▶ _What is expected_
Check each line of the data below for the string "AdvisoryState", then report how many lines have it and nothing else.

▶ _Dataset_
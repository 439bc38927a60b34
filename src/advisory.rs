//! Ad-block advisory for external stream links
//!
//! Embed hosts are ad-heavy, so before handing a link to the user's browser
//! the watch view shows a one-time notice: browsers with a built-in ad
//! blocker get a short confirmation, the rest get a recommendation to
//! install one. Dismissed per session.

/// What we know about the browser a link will open in
#[derive(Debug, Clone, PartialEq, Eq)]
pub struct BrowserInfo {
    /// Display name, e.g. "Brave"
    pub name: &'static str,
    /// Ships an ad blocker out of the box
    pub built_in_adblock: bool,
}

/// Classify a browser launch command
///
/// Matches on the binary name so wrapper paths and flags don't matter.
/// Returns `None` for commands we don't recognize.
pub fn classify_browser(command: &str) -> Option<BrowserInfo> {
    let binary = command
        .split_whitespace()
        .next()?
        .rsplit('/')
        .next()?
        .to_ascii_lowercase();

    let info = match binary.as_str() {
        s if s.contains("brave") => BrowserInfo {
            name: "Brave",
            built_in_adblock: true,
        },
        s if s.contains("opera") => BrowserInfo {
            name: "Opera",
            built_in_adblock: true,
        },
        s if s.contains("firefox") => BrowserInfo {
            name: "Firefox",
            built_in_adblock: false,
        },
        s if s.contains("chromium") => BrowserInfo {
            name: "Chromium",
            built_in_adblock: false,
        },
        s if s.contains("chrome") => BrowserInfo {
            name: "Chrome",
            built_in_adblock: false,
        },
        s if s.contains("edge") => BrowserInfo {
            name: "Edge",
            built_in_adblock: false,
        },
        s if s.contains("safari") => BrowserInfo {
            name: "Safari",
            built_in_adblock: false,
        },
        _ => return None,
    };
    Some(info)
}

/// Session state of the advisory overlay
#[derive(Debug, Clone, Default)]
pub struct AdvisoryState {
    browser: Option<BrowserInfo>,
    dismissed: bool,
}

impl AdvisoryState {
    pub fn new(browser_command: Option<&str>) -> Self {
        Self {
            browser: browser_command.and_then(classify_browser),
            dismissed: false,
        }
    }

    pub fn is_visible(&self) -> bool {
        !self.dismissed
    }

    pub fn dismiss(&mut self) {
        self.dismissed = true;
    }

    pub fn browser(&self) -> Option<&BrowserInfo> {
        self.browser.as_ref()
    }

    /// Advisory text for the current browser
    pub fn message(&self) -> String {
        match &self.browser {
            Some(b) if b.built_in_adblock => format!(
                "{} blocks ads out of the box. Stream pages should open clean.",
                b.name
            ),
            Some(b) => format!(
                "Stream hosts are ad-heavy. Install an ad blocker (e.g. uBlock Origin) in {} before opening links.",
                b.name
            ),
            None => "Stream hosts are ad-heavy. Use a browser with an ad blocker when opening links.".to_string(),
        }
    }
}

▶ _Completed task_
2